Secara mengejutkan, perkenalanku dengan Via telah membawa hubungan kami ke tahap yang lebih akrab. Sejak hari aku memberi espreso kepadanya, Via tak pernah lagi duduk menyendiri sambil menantikan hujan yang kadang datang kadang tidak karena aku selalu menemaninya berpeluh di ranjang kayu yang terletak di lantai dua. Aku akan memasang tanda “tutup” di pintu Kopikiri selama dua atau tiga jam dan membukanya kembali setelah kegiatan kami selesai. Kalau boleh jujur, sebetulnya dua atau tiga jam itu terlalu sebentar sebab waktu terasa lebih cepat berlalu saat aku menghabiskannya bersama Via.
“Kita harus bergegas sebelum Hans selesai dengan pekerjaannya.” Via menyebut nama suaminya sambil berjalan mengelilingi kamar, memunguti pakaiannya yang tersebar di lantai. “Aku harus menjemputnya di lobi.”
“Sepuluh menit lagi,” kataku seraya menarik lengannya sehingga ia kembali terbaring di sebelahku yang masih bertelanjang dada dan berselimut kain tipis. Kuselipkan beberapa helai rambut ke balik telinganya yang cantik bagai telepuk kayu, lalu kususuri lehernya yang jenjang. Via memejam dan mendesah ketika kumis dan janggut di sekitar mulutku menyentuh kulit lehernya.

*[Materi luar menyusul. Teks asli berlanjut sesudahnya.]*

//! Types for marketplace listings.

use serde::{Deserialize, Serialize};

/// Sentinel value for a listing with no canonical URL.
pub const NO_LINK: &str = "#";

/// Physical condition on the 5-value ordinal book trade scale.
///
/// Ordering is worst-to-best so that `Ord` matches collector intuition
/// (`Poor < Fair < Good < VeryGood < Fine`).
#[derive(Debug, Clone, Copy, Serialize, Deserialize, PartialEq, Eq, PartialOrd, Ord, Hash)]
pub enum Condition {
    Poor,
    Fair,
    Good,
    #[serde(rename = "Very Good")]
    VeryGood,
    Fine,
}

impl Condition {
    /// Display label as used by the book trade.
    pub fn label(&self) -> &'static str {
        match self {
            Condition::Fine => "Fine",
            Condition::VeryGood => "Very Good",
            Condition::Good => "Good",
            Condition::Fair => "Fair",
            Condition::Poor => "Poor",
        }
    }

    /// Parse an exact label, defaulting to `Good` for anything unrecognized.
    pub fn from_label(label: &str) -> Self {
        match label {
            "Fine" => Condition::Fine,
            "Very Good" => Condition::VeryGood,
            "Fair" => Condition::Fair,
            "Poor" => Condition::Poor,
            _ => Condition::Good,
        }
    }

    /// All conditions, best first.
    pub fn all() -> [Condition; 5] {
        [
            Condition::Fine,
            Condition::VeryGood,
            Condition::Good,
            Condition::Fair,
            Condition::Poor,
        ]
    }
}

/// Map a provider's free-form condition vocabulary onto the ordinal scale.
///
/// Keyword matching is case-insensitive and substring-based; unknown
/// vocabularies land on `Good`. The match order mirrors provider usage:
/// "Brand New" and "Like New" both hit the "new" rule.
pub fn map_condition(raw: &str) -> Condition {
    let lower = raw.to_lowercase();
    if lower.contains("new") {
        Condition::Fine
    } else if lower.contains("very good") {
        Condition::VeryGood
    } else if lower.contains("acceptable") {
        Condition::Fair
    } else if lower.contains("parts") {
        Condition::Poor
    } else {
        Condition::Good
    }
}

/// A single marketplace offer in the normalized schema.
#[derive(Debug, Clone, Serialize, Deserialize)]
pub struct Listing {
    /// Provenance tag: adapter name, "Manual", "Visual Scan", etc.
    pub source: String,
    /// Listing or book title.
    pub title: String,
    /// Asking price; 0.0 means unparseable/unknown.
    pub price: f64,
    /// Condition on the ordinal scale.
    pub condition: Condition,
    /// Free-text detail tags ("Signed", "Dust Jacket", "Simulated Result", ...).
    #[serde(default)]
    pub details: Vec<String>,
    /// Seller rating in [0, 5]; display-only, never scored.
    #[serde(default)]
    pub seller_rating: f64,
    /// Canonical URL, or `NO_LINK`.
    #[serde(default = "default_link")]
    pub link: String,
    /// Bibliographic echo, copied from the resolved book when the adapter
    /// does not supply its own.
    #[serde(default)]
    pub author: String,
    #[serde(default)]
    pub year: String,
    #[serde(default)]
    pub publisher: String,
    /// "None" unless the seller discloses missing pages.
    #[serde(default = "default_missing_pages")]
    pub missing_pages: String,
    /// Derived desirability score; recomputed on every sort.
    #[serde(default)]
    pub score: u32,
}

fn default_link() -> String {
    NO_LINK.to_string()
}

fn default_missing_pages() -> String {
    "None".to_string()
}

impl Listing {
    /// A listing with neutral values for everything but source and price.
    pub fn new(source: impl Into<String>, price: f64) -> Self {
        Self {
            source: source.into(),
            title: String::new(),
            price,
            condition: Condition::Good,
            details: Vec::new(),
            seller_rating: 0.0,
            link: default_link(),
            author: String::new(),
            year: String::new(),
            publisher: String::new(),
            missing_pages: default_missing_pages(),
            score: 0,
        }
    }

    /// Whether this listing carries a real outbound URL.
    pub fn has_link(&self) -> bool {
        !self.link.is_empty() && self.link != NO_LINK
    }

    /// Fill empty bibliographic fields from a resolved book.
    pub fn enrich(&mut self, title: &str, author: &str, year: &str, publisher: &str) {
        if self.title.is_empty() {
            self.title = title.to_string();
        }
        if self.author.is_empty() {
            self.author = author.to_string();
        }
        if self.year.is_empty() {
            self.year = year.to_string();
        }
        if self.publisher.is_empty() {
            self.publisher = publisher.to_string();
        }
    }
}

/// The listing identity heuristic used for save/dedup.
///
/// Two listings are the "same" iff their links match and are not the
/// sentinel, or their (price, source) pair matches exactly. This relation is
/// knowingly lossy in both directions and is kept as-is for behavior parity.
pub fn same_listing(a: &Listing, b: &Listing) -> bool {
    (a.has_link() && a.link == b.link) || (a.price == b.price && a.source == b.source)
}

#[cfg(test)]
mod tests {
    use super::*;

    #[test]
    fn test_condition_ordering() {
        assert!(Condition::Poor < Condition::Fair);
        assert!(Condition::Fair < Condition::Good);
        assert!(Condition::Good < Condition::VeryGood);
        assert!(Condition::VeryGood < Condition::Fine);
    }

    #[test]
    fn test_condition_label_round_trip() {
        for c in Condition::all() {
            assert_eq!(Condition::from_label(c.label()), c);
        }
    }

    #[test]
    fn test_condition_from_unknown_label() {
        assert_eq!(Condition::from_label("Mint???"), Condition::Good);
        assert_eq!(Condition::from_label(""), Condition::Good);
    }

    #[test]
    fn test_map_condition_keywords() {
        assert_eq!(map_condition("Brand New"), Condition::Fine);
        assert_eq!(map_condition("Like New"), Condition::Fine);
        assert_eq!(map_condition("Very Good"), Condition::VeryGood);
        assert_eq!(map_condition("Acceptable"), Condition::Fair);
        assert_eq!(map_condition("For parts or not working"), Condition::Poor);
        assert_eq!(map_condition("Used"), Condition::Good);
        assert_eq!(map_condition(""), Condition::Good);
    }

    #[test]
    fn test_condition_serde_rename() {
        let json = serde_json::to_string(&Condition::VeryGood).unwrap();
        assert_eq!(json, "\"Very Good\"");
        let parsed: Condition = serde_json::from_str("\"Very Good\"").unwrap();
        assert_eq!(parsed, Condition::VeryGood);
    }

    #[test]
    fn test_same_listing_by_link() {
        let mut a = Listing::new("eBay", 10.0);
        a.link = "https://example.com/x".to_string();
        let mut b = Listing::new("AbeBooks", 99.0);
        b.link = "https://example.com/x".to_string();
        assert!(same_listing(&a, &b));
    }

    #[test]
    fn test_same_listing_sentinel_link_ignored() {
        let a = Listing::new("eBay", 10.0);
        let b = Listing::new("AbeBooks", 99.0);
        // Both have the sentinel link; identity falls through to (price, source)
        assert!(!same_listing(&a, &b));
    }

    #[test]
    fn test_same_listing_by_price_and_source() {
        let a = Listing::new("eBay", 25.0);
        let b = Listing::new("eBay", 25.0);
        assert!(same_listing(&a, &b));

        let c = Listing::new("eBay", 25.01);
        assert!(!same_listing(&a, &c));
    }

    #[test]
    fn test_enrich_fills_only_empty_fields() {
        let mut l = Listing::new("eBay", 10.0);
        l.author = "Existing Author".to_string();
        l.enrich("Title", "Book Author", "1950", "Scribner");
        assert_eq!(l.title, "Title");
        assert_eq!(l.author, "Existing Author");
        assert_eq!(l.year, "1950");
        assert_eq!(l.publisher, "Scribner");
    }

    #[test]
    fn test_listing_deserialize_defaults() {
        let json = r#"{"source": "Manual", "title": "X", "price": 5.0, "condition": "Good"}"#;
        let l: Listing = serde_json::from_str(json).unwrap();
        assert_eq!(l.link, NO_LINK);
        assert_eq!(l.missing_pages, "None");
        assert!(l.details.is_empty());
    }
}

“Jangan menahanku lebih lama. Hans akan marah—”
“Kenapa kamu mau melakukan itu?” Pertanyaanku membuat Via gagal menuntaskan kalimatnya. Wajahnya yang semula menampakkan kenikmatan surgawi berubah menyiratkan kesengsaraan. “Melakukan apa? Membiarkan Hans meniduri perempuan lain demi membuktikan bahwa dia tidak mandul?”
Aku membiarkan dua kalimat tanya itu menggantung tanpa jawaban karena memang bukan aku yang seharusnya menjawab pertanyaan-pertanyaan itu.
“Seandainya aku punya pilihan aku pasti sudah meninggalkannya, tapi aku tidak memiliki keistimewaan itu.”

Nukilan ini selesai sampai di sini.